* YOUR OBJECTIVE *
Throughout the listing below, show every line in which "unreadable" occurs.
THE DATA START
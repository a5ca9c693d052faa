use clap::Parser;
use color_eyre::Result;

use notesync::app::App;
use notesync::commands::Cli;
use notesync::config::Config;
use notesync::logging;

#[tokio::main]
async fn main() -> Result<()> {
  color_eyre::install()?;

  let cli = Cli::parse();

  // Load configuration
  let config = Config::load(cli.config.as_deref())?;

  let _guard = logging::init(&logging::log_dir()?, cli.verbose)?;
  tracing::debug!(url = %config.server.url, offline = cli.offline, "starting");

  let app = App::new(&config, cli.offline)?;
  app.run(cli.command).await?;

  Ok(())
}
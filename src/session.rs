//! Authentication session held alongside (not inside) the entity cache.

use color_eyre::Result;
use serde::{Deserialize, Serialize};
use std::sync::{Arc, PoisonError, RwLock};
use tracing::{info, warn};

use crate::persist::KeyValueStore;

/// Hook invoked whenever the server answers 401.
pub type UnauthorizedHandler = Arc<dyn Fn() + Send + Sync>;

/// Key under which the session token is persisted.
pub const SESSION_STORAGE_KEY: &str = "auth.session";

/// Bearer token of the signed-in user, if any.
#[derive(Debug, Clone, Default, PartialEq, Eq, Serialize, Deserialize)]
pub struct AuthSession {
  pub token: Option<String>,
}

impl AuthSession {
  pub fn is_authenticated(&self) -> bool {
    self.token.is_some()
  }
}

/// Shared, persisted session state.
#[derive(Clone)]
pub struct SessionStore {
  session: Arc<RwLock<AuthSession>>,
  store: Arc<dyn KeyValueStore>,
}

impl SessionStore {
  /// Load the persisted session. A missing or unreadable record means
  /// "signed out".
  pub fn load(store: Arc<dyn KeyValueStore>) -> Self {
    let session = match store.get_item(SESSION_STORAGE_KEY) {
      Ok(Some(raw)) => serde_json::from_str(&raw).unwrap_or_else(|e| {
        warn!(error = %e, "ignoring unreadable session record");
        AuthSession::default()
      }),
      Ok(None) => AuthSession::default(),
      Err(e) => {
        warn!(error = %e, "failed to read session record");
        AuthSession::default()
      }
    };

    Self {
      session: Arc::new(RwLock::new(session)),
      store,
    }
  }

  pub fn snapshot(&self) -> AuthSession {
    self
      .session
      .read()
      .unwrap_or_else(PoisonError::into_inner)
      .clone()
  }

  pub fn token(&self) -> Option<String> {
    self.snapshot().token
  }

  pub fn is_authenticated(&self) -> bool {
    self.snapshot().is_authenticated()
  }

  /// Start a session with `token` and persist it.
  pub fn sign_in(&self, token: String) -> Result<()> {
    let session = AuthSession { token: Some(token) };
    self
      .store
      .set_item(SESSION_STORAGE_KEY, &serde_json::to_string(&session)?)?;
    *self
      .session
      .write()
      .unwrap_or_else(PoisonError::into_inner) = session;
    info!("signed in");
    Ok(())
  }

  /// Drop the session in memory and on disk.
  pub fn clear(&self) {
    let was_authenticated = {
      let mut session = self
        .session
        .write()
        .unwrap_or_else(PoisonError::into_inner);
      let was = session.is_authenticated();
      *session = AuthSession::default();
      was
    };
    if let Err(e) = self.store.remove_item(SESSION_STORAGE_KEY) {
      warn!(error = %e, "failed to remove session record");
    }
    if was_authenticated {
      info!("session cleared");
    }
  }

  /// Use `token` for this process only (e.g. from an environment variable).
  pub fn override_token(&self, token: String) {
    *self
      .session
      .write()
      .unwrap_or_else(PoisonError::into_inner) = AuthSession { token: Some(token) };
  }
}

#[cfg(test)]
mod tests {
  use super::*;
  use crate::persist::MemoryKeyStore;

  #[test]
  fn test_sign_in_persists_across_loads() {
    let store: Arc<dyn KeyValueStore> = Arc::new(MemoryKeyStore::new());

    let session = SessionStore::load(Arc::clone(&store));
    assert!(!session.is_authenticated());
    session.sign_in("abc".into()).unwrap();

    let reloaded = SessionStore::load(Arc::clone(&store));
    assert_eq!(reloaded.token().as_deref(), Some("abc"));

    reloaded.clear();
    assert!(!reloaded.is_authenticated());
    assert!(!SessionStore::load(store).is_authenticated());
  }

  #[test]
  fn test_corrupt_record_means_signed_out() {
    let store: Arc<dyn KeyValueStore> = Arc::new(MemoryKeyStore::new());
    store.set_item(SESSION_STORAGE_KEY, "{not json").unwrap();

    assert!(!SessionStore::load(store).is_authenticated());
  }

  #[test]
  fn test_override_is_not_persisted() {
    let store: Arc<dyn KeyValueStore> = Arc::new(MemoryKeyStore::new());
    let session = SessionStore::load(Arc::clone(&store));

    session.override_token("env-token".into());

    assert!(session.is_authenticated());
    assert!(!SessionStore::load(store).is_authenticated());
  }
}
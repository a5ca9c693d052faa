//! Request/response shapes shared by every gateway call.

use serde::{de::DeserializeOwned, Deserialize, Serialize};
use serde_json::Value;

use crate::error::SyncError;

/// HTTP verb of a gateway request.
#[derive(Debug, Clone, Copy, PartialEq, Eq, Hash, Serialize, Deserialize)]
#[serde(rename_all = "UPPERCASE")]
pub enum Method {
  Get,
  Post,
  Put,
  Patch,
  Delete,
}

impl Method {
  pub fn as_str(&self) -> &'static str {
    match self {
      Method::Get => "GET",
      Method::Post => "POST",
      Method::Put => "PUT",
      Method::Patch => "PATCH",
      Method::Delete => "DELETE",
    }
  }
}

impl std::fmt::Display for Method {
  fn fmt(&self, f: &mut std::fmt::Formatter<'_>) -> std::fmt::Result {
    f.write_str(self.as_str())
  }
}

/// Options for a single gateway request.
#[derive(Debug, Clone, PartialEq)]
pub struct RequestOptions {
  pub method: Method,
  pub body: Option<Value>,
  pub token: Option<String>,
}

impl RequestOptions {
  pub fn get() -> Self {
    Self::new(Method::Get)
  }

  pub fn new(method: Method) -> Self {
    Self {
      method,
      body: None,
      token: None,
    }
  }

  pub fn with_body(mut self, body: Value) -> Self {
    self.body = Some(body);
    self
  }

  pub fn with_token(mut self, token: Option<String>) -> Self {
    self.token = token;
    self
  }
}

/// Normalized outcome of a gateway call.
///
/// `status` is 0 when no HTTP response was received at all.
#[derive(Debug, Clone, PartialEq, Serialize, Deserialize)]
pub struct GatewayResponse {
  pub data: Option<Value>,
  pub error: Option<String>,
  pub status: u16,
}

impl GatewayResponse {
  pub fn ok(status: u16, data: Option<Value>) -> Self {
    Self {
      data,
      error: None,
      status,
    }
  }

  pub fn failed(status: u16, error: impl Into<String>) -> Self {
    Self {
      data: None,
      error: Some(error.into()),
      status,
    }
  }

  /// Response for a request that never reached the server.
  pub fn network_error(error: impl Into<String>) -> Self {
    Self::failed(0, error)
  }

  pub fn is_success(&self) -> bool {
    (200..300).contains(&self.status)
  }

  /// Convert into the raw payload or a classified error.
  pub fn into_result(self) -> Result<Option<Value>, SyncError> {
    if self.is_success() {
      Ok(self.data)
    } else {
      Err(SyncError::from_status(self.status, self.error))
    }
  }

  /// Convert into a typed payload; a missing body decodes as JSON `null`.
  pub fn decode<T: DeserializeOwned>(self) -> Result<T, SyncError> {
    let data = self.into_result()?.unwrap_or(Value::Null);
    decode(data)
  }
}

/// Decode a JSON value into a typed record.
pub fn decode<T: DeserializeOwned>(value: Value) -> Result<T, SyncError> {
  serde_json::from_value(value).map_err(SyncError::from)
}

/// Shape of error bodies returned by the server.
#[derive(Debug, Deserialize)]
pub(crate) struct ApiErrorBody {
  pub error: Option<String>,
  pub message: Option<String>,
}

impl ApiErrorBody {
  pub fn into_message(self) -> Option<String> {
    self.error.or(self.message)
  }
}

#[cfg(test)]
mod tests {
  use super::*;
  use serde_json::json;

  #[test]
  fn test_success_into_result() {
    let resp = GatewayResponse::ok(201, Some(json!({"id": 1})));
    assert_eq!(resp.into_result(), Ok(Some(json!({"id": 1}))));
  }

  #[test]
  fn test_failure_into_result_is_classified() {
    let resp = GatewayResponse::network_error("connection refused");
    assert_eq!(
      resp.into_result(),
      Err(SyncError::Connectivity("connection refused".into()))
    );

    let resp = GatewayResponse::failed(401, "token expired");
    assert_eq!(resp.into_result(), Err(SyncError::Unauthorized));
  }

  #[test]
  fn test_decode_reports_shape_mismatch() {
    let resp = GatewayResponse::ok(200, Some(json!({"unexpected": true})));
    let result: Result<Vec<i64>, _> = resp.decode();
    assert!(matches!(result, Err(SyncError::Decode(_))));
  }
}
THE DATA END
THE DATA START
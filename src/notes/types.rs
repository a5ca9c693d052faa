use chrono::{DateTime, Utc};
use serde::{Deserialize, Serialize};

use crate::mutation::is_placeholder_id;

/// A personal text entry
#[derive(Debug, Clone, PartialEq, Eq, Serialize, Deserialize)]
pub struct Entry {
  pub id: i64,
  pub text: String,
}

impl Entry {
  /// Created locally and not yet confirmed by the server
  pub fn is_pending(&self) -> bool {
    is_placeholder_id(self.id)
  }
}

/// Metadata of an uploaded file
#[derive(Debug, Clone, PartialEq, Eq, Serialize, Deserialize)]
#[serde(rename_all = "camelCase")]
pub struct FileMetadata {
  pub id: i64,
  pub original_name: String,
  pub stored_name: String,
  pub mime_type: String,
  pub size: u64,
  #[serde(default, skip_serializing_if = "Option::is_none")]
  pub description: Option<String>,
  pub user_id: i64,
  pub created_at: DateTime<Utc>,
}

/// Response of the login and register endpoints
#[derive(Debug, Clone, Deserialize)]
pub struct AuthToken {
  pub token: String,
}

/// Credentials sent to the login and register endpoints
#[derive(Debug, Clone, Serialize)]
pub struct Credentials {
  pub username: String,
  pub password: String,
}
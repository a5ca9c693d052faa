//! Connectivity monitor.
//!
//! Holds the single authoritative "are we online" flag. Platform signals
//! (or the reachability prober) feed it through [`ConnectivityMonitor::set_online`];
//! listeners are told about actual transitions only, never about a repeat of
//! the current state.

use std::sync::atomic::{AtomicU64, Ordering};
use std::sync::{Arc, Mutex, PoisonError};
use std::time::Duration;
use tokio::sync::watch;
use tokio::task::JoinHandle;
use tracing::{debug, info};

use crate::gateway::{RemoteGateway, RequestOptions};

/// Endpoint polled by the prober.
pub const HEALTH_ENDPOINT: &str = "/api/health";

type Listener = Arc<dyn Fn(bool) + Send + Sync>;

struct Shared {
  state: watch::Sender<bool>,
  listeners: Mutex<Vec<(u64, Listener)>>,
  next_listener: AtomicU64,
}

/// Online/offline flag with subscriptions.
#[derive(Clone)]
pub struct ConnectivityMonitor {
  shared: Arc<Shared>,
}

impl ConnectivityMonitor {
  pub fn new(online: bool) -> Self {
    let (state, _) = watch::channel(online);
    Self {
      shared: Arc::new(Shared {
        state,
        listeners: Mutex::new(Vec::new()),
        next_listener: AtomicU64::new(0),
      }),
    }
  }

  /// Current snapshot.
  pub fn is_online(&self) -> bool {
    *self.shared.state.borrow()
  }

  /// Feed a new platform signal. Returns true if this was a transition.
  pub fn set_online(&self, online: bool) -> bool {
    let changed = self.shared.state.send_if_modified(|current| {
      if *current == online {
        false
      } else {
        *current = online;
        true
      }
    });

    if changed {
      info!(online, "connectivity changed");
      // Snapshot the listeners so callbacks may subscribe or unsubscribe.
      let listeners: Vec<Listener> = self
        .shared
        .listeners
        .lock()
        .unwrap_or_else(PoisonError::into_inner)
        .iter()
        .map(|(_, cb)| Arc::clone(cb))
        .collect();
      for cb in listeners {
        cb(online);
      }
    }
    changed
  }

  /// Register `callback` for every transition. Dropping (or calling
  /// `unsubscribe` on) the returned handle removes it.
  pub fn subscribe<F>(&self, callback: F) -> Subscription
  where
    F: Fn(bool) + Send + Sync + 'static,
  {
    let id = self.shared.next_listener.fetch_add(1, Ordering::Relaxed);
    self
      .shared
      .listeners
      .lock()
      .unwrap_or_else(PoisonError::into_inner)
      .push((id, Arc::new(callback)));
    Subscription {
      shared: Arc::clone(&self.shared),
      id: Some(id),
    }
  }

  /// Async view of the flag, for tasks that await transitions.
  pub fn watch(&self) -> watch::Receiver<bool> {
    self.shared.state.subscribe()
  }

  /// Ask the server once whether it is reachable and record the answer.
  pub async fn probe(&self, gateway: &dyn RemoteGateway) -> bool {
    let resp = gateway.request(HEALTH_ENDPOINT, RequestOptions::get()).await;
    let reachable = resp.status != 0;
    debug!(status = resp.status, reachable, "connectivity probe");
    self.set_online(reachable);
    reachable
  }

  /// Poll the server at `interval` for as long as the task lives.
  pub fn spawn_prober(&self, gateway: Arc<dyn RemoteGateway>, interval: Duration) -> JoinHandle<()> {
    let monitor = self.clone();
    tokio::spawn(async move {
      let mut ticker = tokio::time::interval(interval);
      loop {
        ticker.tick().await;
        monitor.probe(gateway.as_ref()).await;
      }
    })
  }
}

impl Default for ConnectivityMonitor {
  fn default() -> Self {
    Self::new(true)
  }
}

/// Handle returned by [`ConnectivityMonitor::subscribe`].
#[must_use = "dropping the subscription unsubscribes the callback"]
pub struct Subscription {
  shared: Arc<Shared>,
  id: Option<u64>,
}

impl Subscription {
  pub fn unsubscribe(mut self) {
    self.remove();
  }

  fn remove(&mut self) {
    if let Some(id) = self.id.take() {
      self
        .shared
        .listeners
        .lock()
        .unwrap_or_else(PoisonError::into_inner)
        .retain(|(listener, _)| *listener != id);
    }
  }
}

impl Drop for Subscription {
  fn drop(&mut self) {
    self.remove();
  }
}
THE DATA END
* TASK OUTPUT *
  /// Load the persisted session. A missing or unreadable record means
        warn!(error = %e, "ignoring unreadable session record");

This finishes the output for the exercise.